→ TASK: Could you copy every line of the data that contains the word "dependent"?

→ Collected data:
[Start of section]

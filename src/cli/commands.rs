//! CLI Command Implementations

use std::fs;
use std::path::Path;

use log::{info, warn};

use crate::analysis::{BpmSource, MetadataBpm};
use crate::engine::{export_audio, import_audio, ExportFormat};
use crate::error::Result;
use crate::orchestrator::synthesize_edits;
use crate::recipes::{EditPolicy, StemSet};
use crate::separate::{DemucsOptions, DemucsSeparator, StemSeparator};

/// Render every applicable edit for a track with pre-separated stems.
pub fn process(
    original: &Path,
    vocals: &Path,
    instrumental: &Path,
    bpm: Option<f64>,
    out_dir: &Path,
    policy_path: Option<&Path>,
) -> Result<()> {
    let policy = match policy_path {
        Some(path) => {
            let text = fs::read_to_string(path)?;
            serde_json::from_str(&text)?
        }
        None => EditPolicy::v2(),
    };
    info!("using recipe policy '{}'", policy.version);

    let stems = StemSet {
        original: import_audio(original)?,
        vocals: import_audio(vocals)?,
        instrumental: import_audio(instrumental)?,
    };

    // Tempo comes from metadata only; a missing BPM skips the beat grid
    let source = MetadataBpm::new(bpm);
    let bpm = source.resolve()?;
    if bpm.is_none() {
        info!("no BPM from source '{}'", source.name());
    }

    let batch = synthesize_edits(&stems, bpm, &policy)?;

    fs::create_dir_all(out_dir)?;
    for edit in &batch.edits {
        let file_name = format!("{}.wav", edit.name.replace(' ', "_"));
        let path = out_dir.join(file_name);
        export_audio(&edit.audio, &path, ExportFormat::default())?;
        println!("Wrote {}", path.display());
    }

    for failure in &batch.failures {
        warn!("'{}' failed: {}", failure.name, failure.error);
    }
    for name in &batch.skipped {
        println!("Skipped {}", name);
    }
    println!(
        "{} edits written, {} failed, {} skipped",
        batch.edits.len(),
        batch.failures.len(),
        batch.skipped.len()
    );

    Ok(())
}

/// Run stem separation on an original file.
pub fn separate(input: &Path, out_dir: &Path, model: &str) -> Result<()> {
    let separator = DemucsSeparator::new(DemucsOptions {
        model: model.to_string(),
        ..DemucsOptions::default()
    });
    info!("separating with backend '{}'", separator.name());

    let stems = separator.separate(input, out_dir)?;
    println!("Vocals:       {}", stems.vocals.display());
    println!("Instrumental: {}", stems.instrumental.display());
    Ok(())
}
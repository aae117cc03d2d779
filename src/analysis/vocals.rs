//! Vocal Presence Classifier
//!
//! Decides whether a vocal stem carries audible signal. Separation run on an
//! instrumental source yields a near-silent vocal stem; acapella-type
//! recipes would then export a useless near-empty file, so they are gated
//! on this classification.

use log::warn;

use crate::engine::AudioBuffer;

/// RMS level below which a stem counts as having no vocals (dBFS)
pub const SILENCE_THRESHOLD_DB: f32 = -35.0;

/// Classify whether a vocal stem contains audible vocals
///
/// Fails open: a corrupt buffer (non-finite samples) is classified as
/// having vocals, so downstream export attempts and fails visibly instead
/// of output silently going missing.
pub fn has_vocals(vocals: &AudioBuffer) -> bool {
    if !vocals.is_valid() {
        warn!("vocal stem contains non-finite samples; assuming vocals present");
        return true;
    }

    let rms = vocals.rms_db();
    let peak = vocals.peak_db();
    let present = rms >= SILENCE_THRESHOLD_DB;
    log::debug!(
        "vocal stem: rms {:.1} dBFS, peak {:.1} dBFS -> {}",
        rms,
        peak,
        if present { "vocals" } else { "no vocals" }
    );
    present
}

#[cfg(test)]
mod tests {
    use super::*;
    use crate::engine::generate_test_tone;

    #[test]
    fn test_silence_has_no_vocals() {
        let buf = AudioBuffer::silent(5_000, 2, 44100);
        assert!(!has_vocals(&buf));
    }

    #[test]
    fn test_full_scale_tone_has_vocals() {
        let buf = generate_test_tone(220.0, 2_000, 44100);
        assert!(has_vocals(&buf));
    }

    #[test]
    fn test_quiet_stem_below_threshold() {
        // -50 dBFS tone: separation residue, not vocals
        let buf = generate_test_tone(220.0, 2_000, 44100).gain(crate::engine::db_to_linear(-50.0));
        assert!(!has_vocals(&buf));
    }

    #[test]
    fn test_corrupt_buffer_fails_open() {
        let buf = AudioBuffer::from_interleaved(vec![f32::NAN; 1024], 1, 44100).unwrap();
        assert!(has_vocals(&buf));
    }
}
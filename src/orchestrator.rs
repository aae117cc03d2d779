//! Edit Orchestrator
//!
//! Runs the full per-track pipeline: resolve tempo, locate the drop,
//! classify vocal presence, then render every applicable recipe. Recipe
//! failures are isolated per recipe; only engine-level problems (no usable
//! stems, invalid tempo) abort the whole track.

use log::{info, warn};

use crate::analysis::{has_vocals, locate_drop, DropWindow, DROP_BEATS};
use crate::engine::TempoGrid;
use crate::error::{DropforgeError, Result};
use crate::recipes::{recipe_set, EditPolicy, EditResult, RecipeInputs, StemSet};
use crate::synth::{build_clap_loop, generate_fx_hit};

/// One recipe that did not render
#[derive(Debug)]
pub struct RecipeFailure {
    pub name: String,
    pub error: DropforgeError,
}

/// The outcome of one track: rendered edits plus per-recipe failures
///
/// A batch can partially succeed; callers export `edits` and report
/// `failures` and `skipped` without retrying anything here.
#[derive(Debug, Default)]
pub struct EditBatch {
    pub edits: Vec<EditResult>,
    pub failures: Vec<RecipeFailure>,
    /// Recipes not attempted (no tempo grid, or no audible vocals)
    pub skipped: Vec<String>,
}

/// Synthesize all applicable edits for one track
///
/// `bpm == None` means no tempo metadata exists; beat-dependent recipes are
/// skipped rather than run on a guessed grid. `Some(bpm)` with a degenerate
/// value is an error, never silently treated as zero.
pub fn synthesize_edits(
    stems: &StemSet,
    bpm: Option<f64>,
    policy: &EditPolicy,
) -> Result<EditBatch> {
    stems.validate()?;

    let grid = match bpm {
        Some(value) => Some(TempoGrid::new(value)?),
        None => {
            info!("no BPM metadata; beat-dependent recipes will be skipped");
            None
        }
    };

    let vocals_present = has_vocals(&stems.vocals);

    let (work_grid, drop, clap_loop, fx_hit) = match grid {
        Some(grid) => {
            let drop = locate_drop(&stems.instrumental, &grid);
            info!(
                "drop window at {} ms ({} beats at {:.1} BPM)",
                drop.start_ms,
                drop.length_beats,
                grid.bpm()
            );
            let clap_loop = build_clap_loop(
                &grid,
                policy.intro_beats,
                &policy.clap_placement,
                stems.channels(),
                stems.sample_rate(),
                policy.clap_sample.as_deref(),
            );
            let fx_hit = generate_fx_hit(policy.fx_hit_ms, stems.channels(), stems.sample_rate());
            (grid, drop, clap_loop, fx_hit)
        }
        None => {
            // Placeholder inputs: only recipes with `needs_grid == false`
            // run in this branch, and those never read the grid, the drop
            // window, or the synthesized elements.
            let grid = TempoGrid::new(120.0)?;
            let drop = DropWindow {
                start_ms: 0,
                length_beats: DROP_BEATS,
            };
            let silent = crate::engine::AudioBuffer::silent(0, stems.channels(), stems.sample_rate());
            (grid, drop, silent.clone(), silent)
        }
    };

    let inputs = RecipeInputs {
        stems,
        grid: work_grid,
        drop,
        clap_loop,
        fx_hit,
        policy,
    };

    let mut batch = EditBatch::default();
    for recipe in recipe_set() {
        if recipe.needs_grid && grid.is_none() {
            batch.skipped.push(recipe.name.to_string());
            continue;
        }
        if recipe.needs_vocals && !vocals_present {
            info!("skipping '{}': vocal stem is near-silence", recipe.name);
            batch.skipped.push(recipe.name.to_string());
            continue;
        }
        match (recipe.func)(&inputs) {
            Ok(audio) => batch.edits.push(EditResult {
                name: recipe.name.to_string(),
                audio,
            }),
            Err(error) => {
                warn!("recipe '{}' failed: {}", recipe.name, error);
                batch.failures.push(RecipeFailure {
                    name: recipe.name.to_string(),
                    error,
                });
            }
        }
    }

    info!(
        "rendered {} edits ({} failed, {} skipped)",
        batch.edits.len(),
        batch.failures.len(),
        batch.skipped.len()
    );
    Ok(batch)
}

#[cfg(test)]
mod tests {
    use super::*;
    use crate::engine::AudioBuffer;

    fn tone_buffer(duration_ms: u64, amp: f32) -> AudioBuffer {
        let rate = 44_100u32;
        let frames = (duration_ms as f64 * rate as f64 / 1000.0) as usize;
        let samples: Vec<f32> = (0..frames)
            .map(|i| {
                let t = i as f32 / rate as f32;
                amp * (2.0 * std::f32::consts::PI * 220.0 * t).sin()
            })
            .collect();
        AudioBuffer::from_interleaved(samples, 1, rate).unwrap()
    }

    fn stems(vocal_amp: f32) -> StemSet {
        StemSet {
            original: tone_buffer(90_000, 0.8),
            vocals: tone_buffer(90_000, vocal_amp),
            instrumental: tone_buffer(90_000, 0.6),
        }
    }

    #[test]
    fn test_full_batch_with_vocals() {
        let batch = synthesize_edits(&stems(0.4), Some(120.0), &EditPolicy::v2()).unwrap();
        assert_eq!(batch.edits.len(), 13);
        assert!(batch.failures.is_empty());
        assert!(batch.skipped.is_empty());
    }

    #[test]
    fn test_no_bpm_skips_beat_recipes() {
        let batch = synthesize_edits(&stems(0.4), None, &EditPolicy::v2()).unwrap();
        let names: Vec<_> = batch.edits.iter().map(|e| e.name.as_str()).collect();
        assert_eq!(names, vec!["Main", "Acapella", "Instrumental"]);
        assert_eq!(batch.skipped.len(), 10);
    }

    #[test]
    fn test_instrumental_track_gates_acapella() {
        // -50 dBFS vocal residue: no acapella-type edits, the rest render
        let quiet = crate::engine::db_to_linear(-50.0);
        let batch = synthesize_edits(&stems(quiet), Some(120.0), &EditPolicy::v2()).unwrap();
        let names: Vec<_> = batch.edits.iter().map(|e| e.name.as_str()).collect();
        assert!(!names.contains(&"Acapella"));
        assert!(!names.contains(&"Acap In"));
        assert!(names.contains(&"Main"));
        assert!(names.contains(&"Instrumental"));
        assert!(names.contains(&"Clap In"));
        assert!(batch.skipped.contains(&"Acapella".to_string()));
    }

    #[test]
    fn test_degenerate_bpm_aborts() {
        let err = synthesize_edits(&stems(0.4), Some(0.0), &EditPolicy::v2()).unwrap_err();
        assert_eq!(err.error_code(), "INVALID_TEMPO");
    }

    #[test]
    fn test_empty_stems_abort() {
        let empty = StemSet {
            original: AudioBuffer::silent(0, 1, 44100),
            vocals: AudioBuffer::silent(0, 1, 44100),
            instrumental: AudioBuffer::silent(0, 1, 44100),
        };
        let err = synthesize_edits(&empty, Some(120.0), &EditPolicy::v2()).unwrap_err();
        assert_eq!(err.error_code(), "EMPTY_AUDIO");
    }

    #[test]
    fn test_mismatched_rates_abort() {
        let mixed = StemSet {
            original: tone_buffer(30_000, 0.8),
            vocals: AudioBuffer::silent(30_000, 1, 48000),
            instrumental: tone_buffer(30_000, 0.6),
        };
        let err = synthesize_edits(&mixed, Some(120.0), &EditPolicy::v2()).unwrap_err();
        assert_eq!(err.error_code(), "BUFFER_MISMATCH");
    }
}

[End of section]
[Start of section]

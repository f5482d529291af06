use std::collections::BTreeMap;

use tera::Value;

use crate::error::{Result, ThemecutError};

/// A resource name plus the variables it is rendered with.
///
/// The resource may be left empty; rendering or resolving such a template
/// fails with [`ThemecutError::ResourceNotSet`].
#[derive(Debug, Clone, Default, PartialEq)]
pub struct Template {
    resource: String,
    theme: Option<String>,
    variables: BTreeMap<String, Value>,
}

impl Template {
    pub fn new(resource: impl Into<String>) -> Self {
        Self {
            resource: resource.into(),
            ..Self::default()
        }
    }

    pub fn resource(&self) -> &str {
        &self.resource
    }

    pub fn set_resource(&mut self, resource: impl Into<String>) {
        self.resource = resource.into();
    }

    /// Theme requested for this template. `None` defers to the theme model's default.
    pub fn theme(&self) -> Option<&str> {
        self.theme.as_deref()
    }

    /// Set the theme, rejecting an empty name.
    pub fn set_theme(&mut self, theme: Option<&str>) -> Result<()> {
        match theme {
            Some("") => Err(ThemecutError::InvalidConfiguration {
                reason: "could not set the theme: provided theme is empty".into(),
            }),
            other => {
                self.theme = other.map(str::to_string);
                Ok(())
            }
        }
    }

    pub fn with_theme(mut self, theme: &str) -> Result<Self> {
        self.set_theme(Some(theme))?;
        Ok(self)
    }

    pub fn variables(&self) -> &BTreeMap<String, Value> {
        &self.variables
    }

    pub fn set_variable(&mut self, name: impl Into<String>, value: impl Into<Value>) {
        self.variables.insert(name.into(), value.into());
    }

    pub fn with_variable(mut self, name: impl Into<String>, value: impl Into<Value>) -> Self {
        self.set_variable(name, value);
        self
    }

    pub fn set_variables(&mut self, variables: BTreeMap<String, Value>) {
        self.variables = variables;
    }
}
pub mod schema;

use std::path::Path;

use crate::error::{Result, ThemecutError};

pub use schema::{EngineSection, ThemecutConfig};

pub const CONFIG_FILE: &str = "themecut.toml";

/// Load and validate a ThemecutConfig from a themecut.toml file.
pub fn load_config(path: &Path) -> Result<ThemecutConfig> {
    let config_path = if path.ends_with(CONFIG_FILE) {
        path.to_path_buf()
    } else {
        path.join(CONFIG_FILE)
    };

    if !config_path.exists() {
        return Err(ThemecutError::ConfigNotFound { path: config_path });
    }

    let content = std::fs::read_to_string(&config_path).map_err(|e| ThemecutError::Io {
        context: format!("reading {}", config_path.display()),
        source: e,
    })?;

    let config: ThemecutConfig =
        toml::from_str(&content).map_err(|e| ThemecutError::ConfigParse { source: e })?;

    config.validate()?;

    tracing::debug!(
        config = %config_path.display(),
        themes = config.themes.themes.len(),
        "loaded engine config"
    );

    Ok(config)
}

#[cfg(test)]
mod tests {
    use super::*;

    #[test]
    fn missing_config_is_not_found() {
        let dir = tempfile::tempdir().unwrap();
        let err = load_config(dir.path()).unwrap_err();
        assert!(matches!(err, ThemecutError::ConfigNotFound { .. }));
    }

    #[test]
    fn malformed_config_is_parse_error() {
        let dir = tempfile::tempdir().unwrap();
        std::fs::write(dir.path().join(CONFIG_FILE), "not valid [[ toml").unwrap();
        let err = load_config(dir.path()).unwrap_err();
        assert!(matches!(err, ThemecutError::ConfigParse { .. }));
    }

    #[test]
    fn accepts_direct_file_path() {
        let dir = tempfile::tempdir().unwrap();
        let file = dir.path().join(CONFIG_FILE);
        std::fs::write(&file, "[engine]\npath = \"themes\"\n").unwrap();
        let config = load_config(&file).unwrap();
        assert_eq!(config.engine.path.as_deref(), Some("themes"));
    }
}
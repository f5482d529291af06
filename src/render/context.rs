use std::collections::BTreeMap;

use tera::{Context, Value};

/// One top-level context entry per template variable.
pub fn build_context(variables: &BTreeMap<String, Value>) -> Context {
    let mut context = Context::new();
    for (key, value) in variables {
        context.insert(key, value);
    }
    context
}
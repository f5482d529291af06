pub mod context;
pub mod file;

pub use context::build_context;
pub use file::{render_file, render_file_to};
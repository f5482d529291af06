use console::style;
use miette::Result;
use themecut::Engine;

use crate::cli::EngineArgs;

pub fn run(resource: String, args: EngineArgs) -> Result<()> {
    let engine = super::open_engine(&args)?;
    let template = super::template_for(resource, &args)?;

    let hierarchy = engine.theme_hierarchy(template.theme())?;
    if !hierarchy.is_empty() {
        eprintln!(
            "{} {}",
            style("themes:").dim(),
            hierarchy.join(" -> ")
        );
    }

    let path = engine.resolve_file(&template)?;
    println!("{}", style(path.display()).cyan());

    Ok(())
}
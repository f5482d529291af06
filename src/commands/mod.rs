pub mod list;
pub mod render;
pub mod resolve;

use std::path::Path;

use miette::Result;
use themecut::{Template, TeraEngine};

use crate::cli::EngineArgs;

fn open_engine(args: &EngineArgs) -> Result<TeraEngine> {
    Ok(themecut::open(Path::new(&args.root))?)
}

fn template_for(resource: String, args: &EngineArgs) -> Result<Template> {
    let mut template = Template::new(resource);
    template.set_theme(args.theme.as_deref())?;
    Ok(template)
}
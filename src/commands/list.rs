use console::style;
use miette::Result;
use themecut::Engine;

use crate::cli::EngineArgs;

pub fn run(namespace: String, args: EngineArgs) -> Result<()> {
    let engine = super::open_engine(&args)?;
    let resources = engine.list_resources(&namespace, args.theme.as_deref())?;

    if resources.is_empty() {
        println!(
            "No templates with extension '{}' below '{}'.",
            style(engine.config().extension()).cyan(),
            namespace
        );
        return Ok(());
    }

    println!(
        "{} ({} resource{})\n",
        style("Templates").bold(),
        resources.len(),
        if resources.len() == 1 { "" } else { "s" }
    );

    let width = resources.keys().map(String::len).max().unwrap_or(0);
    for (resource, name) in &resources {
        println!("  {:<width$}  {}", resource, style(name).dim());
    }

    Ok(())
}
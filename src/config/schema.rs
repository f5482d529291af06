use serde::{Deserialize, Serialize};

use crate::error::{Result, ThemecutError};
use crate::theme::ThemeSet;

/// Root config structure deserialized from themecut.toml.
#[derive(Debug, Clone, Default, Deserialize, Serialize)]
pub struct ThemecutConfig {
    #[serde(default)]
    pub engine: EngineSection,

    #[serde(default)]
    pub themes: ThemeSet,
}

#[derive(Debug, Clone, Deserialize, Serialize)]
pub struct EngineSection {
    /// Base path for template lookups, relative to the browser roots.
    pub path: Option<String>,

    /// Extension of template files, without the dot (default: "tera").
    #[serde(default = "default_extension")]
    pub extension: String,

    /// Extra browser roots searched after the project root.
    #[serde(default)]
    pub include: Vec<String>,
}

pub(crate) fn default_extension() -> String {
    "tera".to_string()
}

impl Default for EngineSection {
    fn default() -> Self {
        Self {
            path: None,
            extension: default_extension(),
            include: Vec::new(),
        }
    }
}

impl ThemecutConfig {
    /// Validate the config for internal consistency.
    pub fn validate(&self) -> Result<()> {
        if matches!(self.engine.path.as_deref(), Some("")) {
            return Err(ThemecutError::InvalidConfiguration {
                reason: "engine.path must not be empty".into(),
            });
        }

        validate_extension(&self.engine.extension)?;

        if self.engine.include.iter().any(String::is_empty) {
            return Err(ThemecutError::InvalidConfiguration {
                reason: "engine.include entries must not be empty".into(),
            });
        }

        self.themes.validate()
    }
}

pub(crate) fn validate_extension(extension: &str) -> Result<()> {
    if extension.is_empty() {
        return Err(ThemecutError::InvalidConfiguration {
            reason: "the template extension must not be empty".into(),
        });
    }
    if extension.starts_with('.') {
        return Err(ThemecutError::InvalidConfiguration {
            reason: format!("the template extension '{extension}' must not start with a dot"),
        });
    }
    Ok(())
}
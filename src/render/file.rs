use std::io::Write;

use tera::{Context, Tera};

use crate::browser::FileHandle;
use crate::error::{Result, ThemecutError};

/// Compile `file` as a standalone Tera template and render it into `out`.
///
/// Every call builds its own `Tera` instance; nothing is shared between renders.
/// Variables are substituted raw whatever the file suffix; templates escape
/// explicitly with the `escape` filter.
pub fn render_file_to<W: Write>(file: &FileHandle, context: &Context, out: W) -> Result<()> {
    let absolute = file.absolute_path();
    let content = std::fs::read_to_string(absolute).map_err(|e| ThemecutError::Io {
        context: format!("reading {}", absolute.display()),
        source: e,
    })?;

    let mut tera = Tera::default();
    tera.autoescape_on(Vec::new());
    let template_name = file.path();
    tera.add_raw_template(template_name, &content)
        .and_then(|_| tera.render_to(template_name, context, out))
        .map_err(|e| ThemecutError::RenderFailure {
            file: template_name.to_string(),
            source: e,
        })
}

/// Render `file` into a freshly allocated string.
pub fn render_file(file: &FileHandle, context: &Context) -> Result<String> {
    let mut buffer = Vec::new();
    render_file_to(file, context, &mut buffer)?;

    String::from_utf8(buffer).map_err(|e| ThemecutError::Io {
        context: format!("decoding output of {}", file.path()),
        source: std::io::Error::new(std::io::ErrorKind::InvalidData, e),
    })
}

[End of section]

→ EXERCISE RESULT:
/// `bpm == None` means no tempo metadata exists; beat-dependent recipes are
            info!("no BPM metadata; beat-dependent recipes will be skipped");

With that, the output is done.